**The records**
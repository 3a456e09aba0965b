//! Scene illustration: reference selection, prompt assembly, manifest records.

use fresco_core::{CharacterRef, LocationRef, Scene, SceneRecord};
use fresco_oracle::{AspectRatio, ImageOracle, ReferenceImage, TextOracle};
use serde_json::Value;
use tracing::{error, info, warn};

use crate::highlight::select_highlight;
use crate::slug::sanitize_slug;
use crate::store::{AssetCache, merge_into_document};

/// Renders one 16:9 illustration per scene and keeps the manifest registry.
///
/// Every processed scene gets a manifest record, whether or not an image was
/// generated this run. Scenes whose illustration file already exists are
/// recorded and skipped, so a re-run only pays for the scenes that are
/// actually missing.
pub struct Illustrator<'o, O: TextOracle + ImageOracle> {
    oracle: &'o O,
    records: Vec<SceneRecord>,
}

impl<'o, O: TextOracle + ImageOracle> Illustrator<'o, O> {
    /// Create an illustrator over the given oracle.
    pub fn new(oracle: &'o O) -> Self {
        Self {
            oracle,
            records: Vec::new(),
        }
    }

    /// Manifest records accumulated so far.
    pub fn records(&self) -> &[SceneRecord] {
        &self.records
    }

    /// Illustrate a single scene and append its manifest record.
    ///
    /// An illustration already on disk for this scene id is adopted as-is,
    /// before any oracle call: slugs are oracle-generated, so re-run skipping
    /// cannot depend on the oracle reproducing the same slug.
    pub async fn illustrate_scene(&mut self, cache: &AssetCache, scene: &Scene, style_prompt: &str) {
        let slug = match existing_illustration(cache, scene.id) {
            Some(slug) => slug,
            None => self.scene_slug(scene).await,
        };
        let filename = format!("{}_{}.jpeg", scene.id, slug);
        let img_file = cache.illustration_dir().join(&filename);

        let location = LocationRef {
            id: cache
                .catalog
                .lookup_location(&scene.location_name)
                .and_then(|l| l.id),
            name: scene.location_name.clone(),
        };
        let characters: Vec<CharacterRef> = scene
            .characters_present
            .iter()
            .filter_map(|name| {
                cache.catalog.lookup_character(name).map(|c| CharacterRef {
                    id: c.id,
                    name: name.clone(),
                    full_body_path: c.full_body_path.clone(),
                })
            })
            .collect();

        let mut record = SceneRecord {
            scene_id: scene.id,
            source_text_segment: scene.original_text_segment.clone(),
            name: slug,
            location,
            characters,
            illustration_path: format!("illustrations/{filename}"),
            generation_prompt: None,
        };

        if img_file.exists() {
            info!(scene = scene.id, "Illustration exists, skipping generation");
            self.records.push(record);
            return;
        }

        info!(scene = scene.id, "Analyzing scene for highlight moment");
        let highlight = select_highlight(
            self.oracle,
            &scene.original_text_segment,
            &scene.characters_present,
        )
        .await;

        let mut references = Vec::new();
        for name in &highlight.active_characters {
            match cache
                .catalog
                .lookup_character(name)
                .and_then(|c| c.artifact_path())
            {
                Some(path) => references.push(ReferenceImage::new(
                    path,
                    format!("Character Appearance Reference for {name}"),
                    "Maintain consistency with this character design.",
                )),
                None => warn!(scene = scene.id, name, "No artifact for active character"),
            }
        }
        if let Some(path) = cache
            .catalog
            .lookup_location(&scene.location_name)
            .and_then(|l| l.reference_image_path.as_deref())
        {
            references.push(ReferenceImage::new(
                path,
                "Location Environment Reference",
                "Set the scene in this environment.",
            ));
        }

        let visual_core = if highlight.image_prompt.is_empty() {
            &scene.visual_description
        } else {
            &highlight.image_prompt
        };
        let prompt = format!(
            "{style_prompt}. **Single cinematic frame. One single cohesive image.**\n\
             **STRICTLY NO multi-panels, NO comic book layout, NO grid, NO split screen, \
             NO storyboard, NO frames.**\n\
             **NO text, NO captions, NO speech bubbles.**\n\
             Scene context: {visual_core}\n\
             Action taking place: {}\n\
             Setting: {}, {}. Mood: {}.",
            scene.action_description, scene.location_name, scene.time_of_day, scene.mood
        );

        info!(scene = scene.id, "Generating illustration");
        match self
            .oracle
            .generate_image(&prompt, &references, AspectRatio::Landscape)
            .await
        {
            Ok(bytes) => match cache.write_artifact(&img_file, &bytes).await {
                Ok(()) => record.generation_prompt = Some(prompt),
                Err(e) => error!(scene = scene.id, error = %e, "Failed to write illustration"),
            },
            Err(e) => error!(scene = scene.id, error = %e, "Failed to illustrate scene"),
        }

        self.records.push(record);
    }

    /// Persist the manifest into the unified document.
    ///
    /// Writes `style_prompt` and the `illustrations` list sorted by scene id;
    /// the catalog's `characters` and `locations` fields are left to the
    /// cache's own save and survive the merge untouched.
    pub fn save_manifest(&self, cache: &AssetCache, style_prompt: &str) {
        let mut ordered = self.records.clone();
        ordered.sort_by_key(|r| r.scene_id);
        let illustrations: Vec<Value> = ordered
            .iter()
            .map(|r| serde_json::to_value(r).unwrap_or(Value::Null))
            .collect();

        let style_prompt = style_prompt.to_string();
        if let Err(e) = merge_into_document(cache.data_path(), move |doc| {
            doc.insert("style_prompt".to_string(), Value::String(style_prompt));
            doc.insert("illustrations".to_string(), Value::Array(illustrations));
        }) {
            error!(error = %e, "Error saving manifest");
        } else {
            info!(path = %cache.data_path().display(), "Global manifest saved");
        }
    }

    /// Choose a short snake_case filename slug for a scene.
    ///
    /// The visual description gives better slugs than the location name; the
    /// oracle condenses it and any failure falls back to "scene".
    async fn scene_slug(&self, scene: &Scene) -> String {
        let source = if scene.visual_description.is_empty() {
            &scene.summary
        } else {
            &scene.visual_description
        };
        let prompt = format!(
            "Create a short, concise filename slug (max 4 words, snake_case) that \
             summarizes this scene. Return ONLY the slug, no extension, no other text. \
             Input: {source}"
        );
        match self.oracle.generate_text(&prompt).await {
            Ok(raw) => sanitize_slug(&raw),
            Err(e) => {
                warn!(scene = scene.id, error = %e, "Slug generation failed, using fallback");
                "scene".to_string()
            }
        }
    }
}

/// Slug of an illustration already on disk for this scene id, if any.
///
/// Scans the illustrations directory for a `{scene_id}_{slug}.jpeg` entry.
fn existing_illustration(cache: &AssetCache, scene_id: u32) -> Option<String> {
    let entries = std::fs::read_dir(cache.illustration_dir()).ok()?;
    let prefix = format!("{scene_id}_");
    for entry in entries.flatten() {
        let name = entry.file_name().to_string_lossy().into_owned();
        if let Some(slug) = name
            .strip_prefix(&prefix)
            .and_then(|rest| rest.strip_suffix(".jpeg"))
        {
            return Some(slug.to_string());
        }
    }
    None
}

**What to produce**
Set down the preceding data verbatim. Every line belongs in the copy.

**Task result**
repository 3a456e09aba0965b
//! Scene illustration: reference selection, prompt assembly, manifest records.

use fresco_core::{CharacterRef, LocationRef, Scene, SceneRecord};
use fresco_oracle::{AspectRatio, ImageOracle, ReferenceImage, TextOracle};
use serde_json::Value;
use tracing::{error, info, warn};

use crate::highlight::select_highlight;
use crate::slug::sanitize_slug;
use crate::store::{AssetCache, merge_into_document};

/// Renders one 16:9 illustration per scene and keeps the manifest registry.
///
/// Every processed scene gets a manifest record, whether or not an image was
/// generated this run. Scenes whose illustration file already exists are
/// recorded and skipped, so a re-run only pays for the scenes that are
/// actually missing.
pub struct Illustrator<'o, O: TextOracle + ImageOracle> {
    oracle: &'o O,
    records: Vec<SceneRecord>,
}

impl<'o, O: TextOracle + ImageOracle> Illustrator<'o, O> {
    /// Create an illustrator over the given oracle.
    pub fn new(oracle: &'o O) -> Self {
        Self {
            oracle,
            records: Vec::new(),
        }
    }

    /// Manifest records accumulated so far.
    pub fn records(&self) -> &[SceneRecord] {
        &self.records
    }

    /// Illustrate a single scene and append its manifest record.
    ///
    /// An illustration already on disk for this scene id is adopted as-is,
    /// before any oracle call: slugs are oracle-generated, so re-run skipping
    /// cannot depend on the oracle reproducing the same slug.
    pub async fn illustrate_scene(&mut self, cache: &AssetCache, scene: &Scene, style_prompt: &str) {
        let slug = match existing_illustration(cache, scene.id) {
            Some(slug) => slug,
            None => self.scene_slug(scene).await,
        };
        let filename = format!("{}_{}.jpeg", scene.id, slug);
        let img_file = cache.illustration_dir().join(&filename);

        let location = LocationRef {
            id: cache
                .catalog
                .lookup_location(&scene.location_name)
                .and_then(|l| l.id),
            name: scene.location_name.clone(),
        };
        let characters: Vec<CharacterRef> = scene
            .characters_present
            .iter()
            .filter_map(|name| {
                cache.catalog.lookup_character(name).map(|c| CharacterRef {
                    id: c.id,
                    name: name.clone(),
                    full_body_path: c.full_body_path.clone(),
                })
            })
            .collect();

        let mut record = SceneRecord {
            scene_id: scene.id,
            source_text_segment: scene.original_text_segment.clone(),
            name: slug,
            location,
            characters,
            illustration_path: format!("illustrations/{filename}"),
            generation_prompt: None,
        };

        if img_file.exists() {
            info!(scene = scene.id, "Illustration exists, skipping generation");
            self.records.push(record);
            return;
        }

        info!(scene = scene.id, "Analyzing scene for highlight moment");
        let highlight = select_highlight(
            self.oracle,
            &scene.original_text_segment,
            &scene.characters_present,
        )
        .await;

        let mut references = Vec::new();
        for name in &highlight.active_characters {
            match cache
                .catalog
                .lookup_character(name)
                .and_then(|c| c.artifact_path())
            {
                Some(path) => references.push(ReferenceImage::new(
                    path,
                    format!("Character Appearance Reference for {name}"),
                    "Maintain consistency with this character design.",
                )),
                None => warn!(scene = scene.id, name, "No artifact for active character"),
            }
        }
        if let Some(path) = cache
            .catalog
            .lookup_location(&scene.location_name)
            .and_then(|l| l.reference_image_path.as_deref())
        {
            references.push(ReferenceImage::new(
                path,
                "Location Environment Reference",
                "Set the scene in this environment.",
            ));
        }

        let visual_core = if highlight.image_prompt.is_empty() {
            &scene.visual_description
        } else {
            &highlight.image_prompt
        };
        let prompt = format!(
            "{style_prompt}. **Single cinematic frame. One single cohesive image.**\n\
             **STRICTLY NO multi-panels, NO comic book layout, NO grid, NO split screen, \
             NO storyboard, NO frames.**\n\
             **NO text, NO captions, NO speech bubbles.**\n\
             Scene context: {visual_core}\n\
             Action taking place: {}\n\
             Setting: {}, {}. Mood: {}.",
            scene.action_description, scene.location_name, scene.time_of_day, scene.mood
        );

        info!(scene = scene.id, "Generating illustration");
        match self
            .oracle
            .generate_image(&prompt, &references, AspectRatio::Landscape)
            .await
        {
            Ok(bytes) => match cache.write_artifact(&img_file, &bytes).await {
                Ok(()) => record.generation_prompt = Some(prompt),
                Err(e) => error!(scene = scene.id, error = %e, "Failed to write illustration"),
            },
            Err(e) => error!(scene = scene.id, error = %e, "Failed to illustrate scene"),
        }

        self.records.push(record);
    }

    /// Persist the manifest into the unified document.
    ///
    /// Writes `style_prompt` and the `illustrations` list sorted by scene id;
    /// the catalog's `characters` and `locations` fields are left to the
    /// cache's own save and survive the merge untouched.
    pub fn save_manifest(&self, cache: &AssetCache, style_prompt: &str) {
        let mut ordered = self.records.clone();
        ordered.sort_by_key(|r| r.scene_id);
        let illustrations: Vec<Value> = ordered
            .iter()
            .map(|r| serde_json::to_value(r).unwrap_or(Value::Null))
            .collect();

        let style_prompt = style_prompt.to_string();
        if let Err(e) = merge_into_document(cache.data_path(), move |doc| {
            doc.insert("style_prompt".to_string(), Value::String(style_prompt));
            doc.insert("illustrations".to_string(), Value::Array(illustrations));
        }) {
            error!(error = %e, "Error saving manifest");
        } else {
            info!(path = %cache.data_path().display(), "Global manifest saved");
        }
    }

    /// Choose a short snake_case filename slug for a scene.
    ///
    /// The visual description gives better slugs than the location name; the
    /// oracle condenses it and any failure falls back to "scene".
    async fn scene_slug(&self, scene: &Scene) -> String {
        let source = if scene.visual_description.is_empty() {
            &scene.summary
        } else {
            &scene.visual_description
        };
        let prompt = format!(
            "Create a short, concise filename slug (max 4 words, snake_case) that \
             summarizes this scene. Return ONLY the slug, no extension, no other text. \
             Input: {source}"
        );
        match self.oracle.generate_text(&prompt).await {
            Ok(raw) => sanitize_slug(&raw),
            Err(e) => {
                warn!(scene = scene.id, error = %e, "Slug generation failed, using fallback");
                "scene".to_string()
            }
        }
    }
}

/// Slug of an illustration already on disk for this scene id, if any.
///
/// Scans the illustrations directory for a `{scene_id}_{slug}.jpeg` entry.
fn existing_illustration(cache: &AssetCache, scene_id: u32) -> Option<String> {
    let entries = std::fs::read_dir(cache.illustration_dir()).ok()?;
    let prefix = format!("{scene_id}_");
    for entry in entries.flatten() {
        let name = entry.file_name().to_string_lossy().into_owned();
        if let Some(slug) = name
            .strip_prefix(&prefix)
            .and_then(|rest| rest.strip_suffix(".jpeg"))
        {
            return Some(slug.to_string());
        }
    }
    None
}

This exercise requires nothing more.